In the late Cretaceous, Gondwana was a fraction of its original size, however, the landmasses that would become Australia, Antarctica and Zealandia were still attached. Most of the modern 'Gondwanan fauna' had its origin in the Cretaceous. During this time Zealandia was temperate and almost flat, with no alpine environments.

=== Gondwanan fauna ===
Fossils found at Lightning Ridge, New South Wales, suggest that 110 million years ago (Ma), Australia supported a number of different monotremes, but did not support any marsupials.
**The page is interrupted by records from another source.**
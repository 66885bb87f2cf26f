use codegraph_core::{
    CodeEdge, CodeGraphError, CodeNode, EdgeUpdate, EntityType, GraphStore, NodeUpdate, Project,
    RelationshipType, SemanticEmbedding,
};
use codegraph_graph::InMemoryGraphStore;
use tempfile::TempDir;

const P: &str = "demo";

fn node(id: &str, entity_type: EntityType) -> CodeNode {
    let name = CodeNode::simple_name(id).to_string();
    CodeNode::new(P, entity_type, name, id, "src/Demo.java")
}

fn edge(rel: RelationshipType, source: &str, target: &str) -> CodeEdge {
    CodeEdge::new(P, rel, source, target)
}

async fn seeded() -> InMemoryGraphStore {
    let store = InMemoryGraphStore::new();
    store.create_project(Project::new(P, "Demo")).await.unwrap();
    for (id, t) in [
        ("app", EntityType::Package),
        ("app.Base", EntityType::Class),
        ("app.Mid", EntityType::Class),
        ("app.Leaf", EntityType::Class),
        ("app.Leaf.run", EntityType::Method),
        ("app.Mid.save", EntityType::Method),
        ("app.Auditable", EntityType::Interface),
    ] {
        store.add_node(node(id, t)).await.unwrap();
    }
    for e in [
        edge(RelationshipType::Extends, "app.Mid", "app.Base"),
        edge(RelationshipType::Extends, "app.Leaf", "app.Mid"),
        edge(RelationshipType::Contains, "app.Leaf", "app.Leaf.run"),
        edge(RelationshipType::Contains, "app.Mid", "app.Mid.save"),
        edge(RelationshipType::Calls, "app.Leaf.run", "app.Mid.save"),
        edge(RelationshipType::Implements, "app.Leaf", "app.Auditable"),
    ] {
        store.add_edge(e).await.unwrap();
    }
    store
}

#[tokio::test]
async fn writes_merge_on_id() {
    let store = seeded().await;
    let before = store.stats(P).await.unwrap();

    store
        .add_node(node("app.Leaf", EntityType::Class).with_description("leaf class"))
        .await
        .unwrap();
    store
        .add_edge(edge(RelationshipType::Extends, "app.Leaf", "app.Mid"))
        .await
        .unwrap();

    let after = store.stats(P).await.unwrap();
    assert_eq!(before.node_count, after.node_count);
    assert_eq!(before.edge_count, after.edge_count);
    let leaf = store.get_node(P, "app.Leaf").await.unwrap().unwrap();
    assert_eq!(leaf.description.as_deref(), Some("leaf class"));
}

#[tokio::test]
async fn projects_are_isolated() {
    let store = seeded().await;
    assert!(store.get_node("other", "app.Leaf").await.unwrap().is_none());
    assert!(store.find_nodes_by_name("other", "Leaf").await.unwrap().is_empty());
    assert_eq!(store.stats("other").await.unwrap().node_count, 0);
}

#[tokio::test]
async fn edges_require_both_endpoints() {
    let store = seeded().await;
    let err = store
        .add_edge(edge(RelationshipType::Calls, "app.Leaf.run", "lib.Missing.call"))
        .await
        .unwrap_err();
    assert!(matches!(err, CodeGraphError::NodeNotFound { ref id, .. } if id == "lib.Missing.call"));
}

#[tokio::test]
async fn implements_falls_back_to_interface_name() {
    let store = seeded().await;
    store.add_node(node("app.Impl", EntityType::Class)).await.unwrap();

    let stored = store
        .add_edge(edge(RelationshipType::Implements, "app.Impl", "Auditable"))
        .await
        .unwrap();
    assert_eq!(stored.target, "app.Auditable");
    assert_eq!(stored.id, "app.Impl_implements_app.Auditable");
    assert!(stored.attributes.get("fallback_ambiguous").is_none());

    store.add_node(node("other.Auditable", EntityType::Interface)).await.unwrap();
    store.add_node(node("zzz.Impl", EntityType::Class)).await.unwrap();
    let ambiguous = store
        .add_edge(edge(RelationshipType::Implements, "zzz.Impl", "x.Auditable"))
        .await
        .unwrap();
    assert_eq!(ambiguous.target, "app.Auditable");
    assert_eq!(ambiguous.attributes["fallback_ambiguous"], true);
    assert_eq!(
        ambiguous.attributes["fallback_candidates"],
        serde_json::json!(["app.Auditable", "other.Auditable"])
    );

    let same_package = store
        .add_edge(edge(RelationshipType::Implements, "other.Auditable", "Auditable"))
        .await;
    // `other.Auditable` picks the interface in its own package, which is itself.
    assert_eq!(same_package.unwrap().target, "other.Auditable");
}

#[tokio::test]
async fn readding_a_node_keeps_its_embedding() {
    let store = seeded().await;
    store
        .update_node(
            P,
            "app.Leaf",
            NodeUpdate::embedding(SemanticEmbedding::new(vec![0.1, 0.2], "m", "1.0")),
        )
        .await
        .unwrap();
    let mut attrs = serde_json::Map::new();
    attrs.insert("owner".into(), "billing".into());
    store
        .update_node(
            P,
            "app.Leaf",
            NodeUpdate {
                attributes: Some(attrs),
                ..Default::default()
            },
        )
        .await
        .unwrap();

    let readded = store
        .add_node(node("app.Leaf", EntityType::Class).with_lines(5, 30))
        .await
        .unwrap();
    assert_eq!(readded.embedding_vector(), Some(&[0.1, 0.2][..]));

    let stored = store.get_node(P, "app.Leaf").await.unwrap().unwrap();
    assert_eq!(stored.embedding_vector(), Some(&[0.1, 0.2][..]));
    assert_eq!(stored.semantic_embedding.as_ref().unwrap().model, "m");
    assert_eq!(stored.attributes["owner"], "billing");
    assert_eq!(stored.start_line, Some(5));
    assert_eq!(
        store
            .nodes_with_embeddings(P, Some(&[EntityType::Class]))
            .await
            .unwrap()
            .len(),
        1
    );
}

#[tokio::test]
async fn updates_and_deletes() {
    let store = seeded().await;
    let err = store
        .update_node(P, "app.Leaf", NodeUpdate::default())
        .await
        .unwrap_err();
    assert!(matches!(err, CodeGraphError::InvalidOperation(_)));
    let update = NodeUpdate::embedding(SemanticEmbedding::new(vec![1.0], "m", "1.0"));
    let err = store
        .update_node(P, "app.Nope", update)
        .await
        .unwrap_err();
    assert!(err.is_not_found());

    let updated = store
        .update_edge(
            P,
            "app.Leaf_extends_app.Mid",
            EdgeUpdate::attributes(serde_json::Map::from_iter([("line".to_string(), 7.into())])),
        )
        .await
        .unwrap();
    assert_eq!(updated.source, "app.Leaf");
    assert_eq!(updated.attributes["line"], 7);

    // Re-adding the same relationship merges onto it and keeps its type.
    let readded = store
        .add_edge(edge(RelationshipType::Extends, "app.Leaf", "app.Mid"))
        .await
        .unwrap();
    assert_eq!(readded.id, "app.Leaf_extends_app.Mid");
    assert_eq!(readded.rel_type, RelationshipType::Extends);

    assert!(store.delete_node(P, "app.Mid").await.unwrap());
    assert!(!store.delete_node(P, "app.Mid").await.unwrap());
    assert!(store
        .find_edges_by_target(P, "app.Mid")
        .await
        .unwrap()
        .is_empty());
    assert!(store
        .get_edge(P, "app.Mid_extends_app.Base")
        .await
        .unwrap()
        .is_none());
    assert_eq!(store.find_edges_by_source(P, "app.Leaf").await.unwrap().len(), 2);
}

#[tokio::test]
async fn queries_and_ordering() {
    let store = seeded().await;
    let classes = store.find_nodes_by_type(P, EntityType::Class).await.unwrap();
    let names: Vec<&str> = classes.iter().map(|n| n.name.as_str()).collect();
    assert_eq!(names, vec!["Base", "Leaf", "Mid"]);

    let hits = store.search_nodes(P, "LEAF", 0).await.unwrap();
    assert_eq!(hits.len(), 2);
    assert_eq!(store.search_nodes(P, "app", 3).await.unwrap().len(), 3);

    let all = store.get_all_nodes(P, 0).await.unwrap();
    assert_eq!(all[0].entity_type, EntityType::Package);

    let between = store
        .find_edges_between(P, "app.Leaf.run", "app.Mid.save")
        .await
        .unwrap();
    assert_eq!(between.len(), 1);
    assert_eq!(
        store.find_nodes_by_qualified_name(P, "app.Mid").await.unwrap().len(),
        1
    );
}

#[tokio::test]
async fn composite_queries() {
    let store = seeded().await;
    let ancestors = store.find_inheritance_hierarchy(P, "app.Leaf").await.unwrap();
    let ids: Vec<&str> = ancestors.iter().map(|n| n.id.as_str()).collect();
    assert_eq!(ids, vec!["app.Mid", "app.Base"]);

    let implementors = store
        .find_classes_implementing_interface(P, "Auditable")
        .await
        .unwrap();
    assert_eq!(implementors.len(), 1);
    assert_eq!(implementors[0].id, "app.Leaf");

    let callers = store.find_classes_calling_method(P, "save").await.unwrap();
    assert_eq!(callers.len(), 1);
    assert_eq!(callers[0].id, "app.Leaf");

    let near = store.neighbors(P, "app.Leaf.run", 1, 10).await.unwrap();
    let mut ids: Vec<&str> = near.iter().map(|n| n.id.as_str()).collect();
    ids.sort();
    assert_eq!(ids, vec!["app.Leaf", "app.Mid.save"]);
}

#[tokio::test]
async fn clear_and_delete_project() {
    let store = seeded().await;
    store.clear_project(P).await.unwrap();
    assert_eq!(store.stats(P).await.unwrap().node_count, 0);
    assert!(store.get_project(P).await.unwrap().is_some());

    assert!(store.delete_project(P).await.unwrap());
    assert!(store.get_project(P).await.unwrap().is_none());
    assert!(!store.delete_project(P).await.unwrap());
}

#[tokio::test]
async fn snapshot_round_trip() {
    let dir = TempDir::new().unwrap();
    let path = dir.path().join("graph").join("snapshot.json");
    let store = seeded().await;
    store
        .update_node(
            P,
            "app.Leaf.run",
            NodeUpdate::embedding(SemanticEmbedding::new(vec![0.1, 0.2], "test", "1.0")),
        )
        .await
        .unwrap();
    store.save_snapshot(&path).await.unwrap();

    let restored = InMemoryGraphStore::load_snapshot(&path).await.unwrap();
    assert_eq!(restored.stats(P).await.unwrap(), store.stats(P).await.unwrap());
    let run = restored.get_node(P, "app.Leaf.run").await.unwrap().unwrap();
    assert_eq!(run.embedding_vector(), Some(&[0.1f32, 0.2][..]));
    assert_eq!(restored.find_edges_by_target(P, "app.Mid").await.unwrap().len(), 1);

    let empty = InMemoryGraphStore::load_snapshot(&dir.path().join("missing.json"))
        .await
        .unwrap();
    assert!(empty.list_projects().await.unwrap().is_empty());
}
Marsupials appear to have evolved during the Cretaceous in the contemporary northern hemisphere, to judge from a 100-million-year-old marsupial fossil, Kokopellia, found in the badlands of Utah. Marsupials would then have spread to South America and Gondwana. The first evidence of mammals (both marsupials and placental) in Australia comes from the Tertiary, and was found at a 55-million-year-old fossil site at Murgon, in southern Queensland. As Zealandia had rifted away at this time it explains the lack of ground-dwelling marsupials and placental mammals in New Zealand's fossil record.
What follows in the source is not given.